In 2013 specifically, there were 531 total spills of either oil, brine, drilling water or other types of chemicals in Colorado. While that’s a significant rise from the 398 spills reported in 2012, it’s only an average of 1.47 spills a day, which is far below the national average. And of the spills that have been reported thus far in 2014 (156), only nine have caused and ground or surface water contamination, according to CWP data.
No two oil and gas spills are alike, either. In 2011 in neighboring Arapahoe and Adams counties, there were spills ranging from 42 to 6,258 gallons. According to CWP policy director Greg Zimmerman, all spills above 5 barrels, which is about 210 gallons, must be reported. And due to legislation that was new as of 2014, a release of 1 barrel outside of containment must now also be reported in Colorado.
While some may believe the increase in Colorado oil and gas spills from 2012 to 2013 is simply an unavoidable byproduct of a boom in oil and gas drilling, Zimmerman isn’t so sure.
“Yes, drilling is high in Colorado, but it’s not at an all-time high,” he said. “In fact, there was more drilling in 2008 than there was in 2013.”
Considering Colorado had 140 fewer spills in 2008, Zimmerman said there appears to be no clear reason why the state saw more spills in 2013.
But one thing does appear to be clear: The number of oil and gas spills in Colorado has increased almost every year since 2000, and the pace set thus far in 2014 doesn’t indicate any significant reductions.

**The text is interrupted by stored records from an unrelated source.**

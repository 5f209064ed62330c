// SPDX-License-Identifier: BUSL-1.1
// Copyright (c) 2026 Alfred Jean LLC

//! Fake session host for testing
#![cfg_attr(coverage_nightly, coverage(off))]

use super::{HostError, SessionHost};
use async_trait::async_trait;
use df_core::{HandleId, IdGen, SequentialIdGen};
use std::collections::HashMap;
use std::sync::{Arc, Mutex};
use tokio::sync::mpsc;

/// Recorded host call
#[derive(Debug, Clone, PartialEq, Eq)]
pub enum HostCall {
    Create { url: String, visible: bool },
    Destroy { handle: HandleId },
    Show { handle: HandleId },
    Hide { handle: HandleId },
    ClearData { handle: HandleId },
}

/// Fake session state
#[derive(Debug, Clone, PartialEq, Eq)]
pub struct FakeHostSession {
    pub url: String,
    pub visible: bool,
    pub data_cleared: bool,
}

#[derive(Default)]
struct FakeHostState {
    sessions: HashMap<HandleId, FakeHostSession>,
    calls: Vec<HostCall>,
    subscribers: Vec<mpsc::UnboundedSender<HandleId>>,
    create_failure: Option<String>,
    close_on_create: Option<CloseOnCreate>,
}

/// Sessions whose URL contains `fragment` are closed inside `create`
#[derive(Debug, Clone)]
struct CloseOnCreate {
    fragment: String,
    /// Yield before returning so the close notice is delivered first
    deliver_first: bool,
}

/// Fake session host for testing
///
/// Destroying a session delivers a close notification afterwards, the way a
/// real window host does.
#[derive(Clone)]
pub struct FakeSessionHost {
    state: Arc<Mutex<FakeHostState>>,
    ids: SequentialIdGen,
}

impl Default for FakeSessionHost {
    fn default() -> Self {
        Self {
            state: Arc::new(Mutex::new(FakeHostState::default())),
            ids: SequentialIdGen::new("session"),
        }
    }
}

impl FakeSessionHost {
    pub fn new() -> Self {
        Self::default()
    }

    /// Get all recorded calls
    pub fn calls(&self) -> Vec<HostCall> {
        self.lock().calls.clone()
    }

    pub fn get_session(&self, handle: &HandleId) -> Option<FakeHostSession> {
        self.lock().sessions.get(handle).cloned()
    }

    pub fn is_open(&self, handle: &HandleId) -> bool {
        self.lock().sessions.contains_key(handle)
    }

    /// Number of sessions currently open
    pub fn open_count(&self) -> usize {
        self.lock().sessions.len()
    }

    /// Make every following `create` fail with `reason`
    pub fn fail_create(&self, reason: impl Into<String>) {
        self.lock().create_failure = Some(reason.into());
    }

    pub fn clear_create_failure(&self) {
        self.lock().create_failure = None;
    }

    /// Close matching sessions as they are created, delivering the close
    /// notice before `create` returns the handle
    pub fn close_on_create(&self, fragment: impl Into<String>) {
        self.lock().close_on_create = Some(CloseOnCreate {
            fragment: fragment.into(),
            deliver_first: true,
        });
    }

    /// Close matching sessions as they are created, leaving the close
    /// notice queued when `create` returns
    pub fn close_after_create(&self, fragment: impl Into<String>) {
        self.lock().close_on_create = Some(CloseOnCreate {
            fragment: fragment.into(),
            deliver_first: false,
        });
    }

    pub fn clear_close_on_create(&self) {
        self.lock().close_on_create = None;
    }

    /// Close a session as if the user closed its window
    pub fn close_externally(&self, handle: &HandleId) -> bool {
        let mut state = self.lock();
        if state.sessions.remove(handle).is_none() {
            return false;
        }
        notify(&mut state, handle);
        true
    }

    fn lock(&self) -> std::sync::MutexGuard<'_, FakeHostState> {
        self.state.lock().unwrap_or_else(|e| e.into_inner())
    }

    fn with_session(
        &self,
        handle: &HandleId,
        call: HostCall,
        f: impl FnOnce(&mut FakeHostSession),
    ) -> Result<(), HostError> {
        let mut state = self.lock();
        state.calls.push(call);
        match state.sessions.get_mut(handle) {
            Some(session) => {
                f(session);
                Ok(())
            }
            None => Err(HostError::NotFound(handle.clone())),
        }
    }
}

fn notify(state: &mut FakeHostState, handle: &HandleId) {
    state
        .subscribers
        .retain(|tx| tx.send(handle.clone()).is_ok());
}

#[async_trait]
impl SessionHost for FakeSessionHost {
    async fn create(&self, url: &str, visible: bool) -> Result<HandleId, HostError> {
        let (handle, deliver_first) = {
            let mut state = self.lock();
            state.calls.push(HostCall::Create {
                url: url.to_string(),
                visible,
            });
            if let Some(reason) = &state.create_failure {
                return Err(HostError::CreateFailed {
                    url: url.to_string(),
                    reason: reason.clone(),
                });
            }
            let handle = HandleId::new(self.ids.next());
            let closing = state
                .close_on_create
                .clone()
                .filter(|close| url.contains(&close.fragment));
            match closing {
                Some(close) => {
                    notify(&mut state, &handle);
                    (handle, close.deliver_first)
                }
                None => {
                    state.sessions.insert(
                        handle.clone(),
                        FakeHostSession {
                            url: url.to_string(),
                            visible,
                            data_cleared: false,
                        },
                    );
                    (handle, false)
                }
            }
        };
        if deliver_first {
            tokio::task::yield_now().await;
        }
        Ok(handle)
    }

    async fn destroy(&self, handle: &HandleId) -> Result<(), HostError> {
        let mut state = self.lock();
        state.calls.push(HostCall::Destroy {
            handle: handle.clone(),
        });
        if state.sessions.remove(handle).is_none() {
            return Err(HostError::NotFound(handle.clone()));
        }
        notify(&mut state, handle);
        Ok(())
    }

    async fn show(&self, handle: &HandleId) -> Result<(), HostError> {
        let call = HostCall::Show {
            handle: handle.clone(),
        };
        self.with_session(handle, call, |s| s.visible = true)
    }

    async fn hide(&self, handle: &HandleId) -> Result<(), HostError> {
        let call = HostCall::Hide {
            handle: handle.clone(),
        };
        self.with_session(handle, call, |s| s.visible = false)
    }

    async fn clear_data(&self, handle: &HandleId) -> Result<(), HostError> {
        let call = HostCall::ClearData {
            handle: handle.clone(),
        };
        self.with_session(handle, call, |s| s.data_cleared = true)
    }

    fn subscribe(&self) -> mpsc::UnboundedReceiver<HandleId> {
        let (tx, rx) = mpsc::unbounded_channel();
        self.lock().subscribers.push(tx);
        rx
    }
}

#[cfg(test)]
#[path = "fake_tests.rs"]
mod tests;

Whether the spills expose the environment to 42 gallons of toxic materials or 10,000, each has the potential to cause damage, Zimmerman said. And the fact that Colorado is averaging more than one of these spills each “isn’t cutting it.”
“These numbers shine a spotlight on the oil and gas industry’s significant spill problem,” Zimmerman said. “Part of responsible energy development is holding companies to the highest standards and minimizing the release of toxic materials onto land and into water.”